"But you can hardly hear the harp!?" Yes, that´s the point. It sits in the background, fills out and provides this slightly menacing tone to the whole soundscape. Few notes but the right ones. Supreme restraint from Walter Horton.
The band hears it. This is my favorite thing about harp, it's ability to support and connect across instruments. Solos are a nuisance. BW is all over the place on this song, like a solo the whole time underneath. This approach is what a B3 also does really well.

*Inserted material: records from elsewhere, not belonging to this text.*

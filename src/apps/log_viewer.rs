use crossterm::event::{KeyCode, KeyEvent};
use ratatui::prelude::Rect;

use super::text_viewer::scroll_for_key;
use crate::actions::ActionResult;
use crate::components::{ScrollState, render_lines};
use crate::debug_log::DebugLogHandle;
use crate::keybindings::KeyBindings;
use crate::theme;
use crate::ui::UiFrame;
use crate::window::{ScrollDirection, WindowApp, WindowContext};

/// Tail of the in-memory log. Follows new lines until the user scrolls up;
/// `End` resumes following.
pub struct LogViewer {
    log: DebugLogHandle,
    scroll: ScrollState,
    follow: bool,
    bindings: KeyBindings,
}

impl LogViewer {
    pub fn new(log: DebugLogHandle) -> Self {
        Self {
            log,
            scroll: ScrollState::default(),
            follow: true,
            bindings: KeyBindings::default(),
        }
    }

    pub fn is_following(&self) -> bool {
        self.follow
    }
}

impl WindowApp for LogViewer {
    fn render(&mut self, frame: &mut UiFrame<'_>, body: Rect, _focused: bool) {
        let lines = self.log.lines(0, self.log.len());
        if self.follow {
            self.scroll.to_end();
        }
        let style = theme::style(theme::window_body_fg(), theme::window_body_bg());
        if lines.is_empty() {
            frame.set_string(body.x, body.y, "(log is empty)", style);
            return;
        }
        render_lines(frame, body, &lines, &mut self.scroll, style);
    }

    fn handle_key(&mut self, key: &KeyEvent, _ctx: &mut WindowContext<'_>) -> Option<ActionResult> {
        if key.code == KeyCode::End {
            self.follow = true;
        } else if scroll_for_key(&self.bindings, key, &mut self.scroll) {
            self.follow = false;
        }
        None
    }

    fn handle_scroll(&mut self, direction: ScrollDirection, steps: u16) {
        let delta = steps as isize;
        match direction {
            ScrollDirection::Up => {
                self.follow = false;
                self.scroll.bump(-delta);
            }
            ScrollDirection::Down => self.scroll.bump(delta),
        }
    }
}

#[cfg(test)]
mod tests {
    use super::*;
    use ratatui::buffer::Buffer;

    fn draw(viewer: &mut LogViewer, area: Rect) -> Buffer {
        let mut buf = Buffer::empty(area);
        let mut frame = UiFrame::from_parts(area, &mut buf);
        viewer.render(&mut frame, area, true);
        buf
    }

    #[test]
    fn follows_tail_by_default() {
        let log = DebugLogHandle::new(100);
        for i in 0..10 {
            log.push(format!("line {i}"));
        }
        let mut viewer = LogViewer::new(log);
        let buf = draw(&mut viewer, Rect::new(0, 0, 20, 3));
        let row: String = (0..6).filter_map(|x| buf.cell((x, 2)).map(|c| c.symbol().to_string())).collect();
        assert_eq!(row, "line 9");
    }

    #[test]
    fn scrolling_up_stops_following() {
        let mut viewer = LogViewer::new(DebugLogHandle::new(10));
        viewer.handle_scroll(ScrollDirection::Up, 3);
        assert!(!viewer.is_following());
    }
}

In the same wheelhouse: Kim Wilson's tasteful, restrained backing on Jimmie Rodgers' "Ludella" album. For my money, this is the most perfect back-up harp work anywhere on the planet.
@Stevelegh That chimes with something Mitch Kashmar said in the video Adam posted - that a lot of blues solos stray too far from the melody or don't add anything to the melody and just end up being generic blues solos (I'm paraphrasing, not quoting). It's a good point.
@blueharp1: I´m not sure if I agree with your description of KW´s efforts on the "Ludella" album: I find him more at the forefront than anything else, very active and audible; but never mind, I certainly share your high opinion of it. For that particular style -- "Muddy Waters harp backing"? -- it´s absolutely perfect. He´s playful and inventive and slightly wild. Clearly on a roll that night:
Ed. This entire album (from 1990) is on Spotify, I see now. (Don´t know how to embed from there, though.)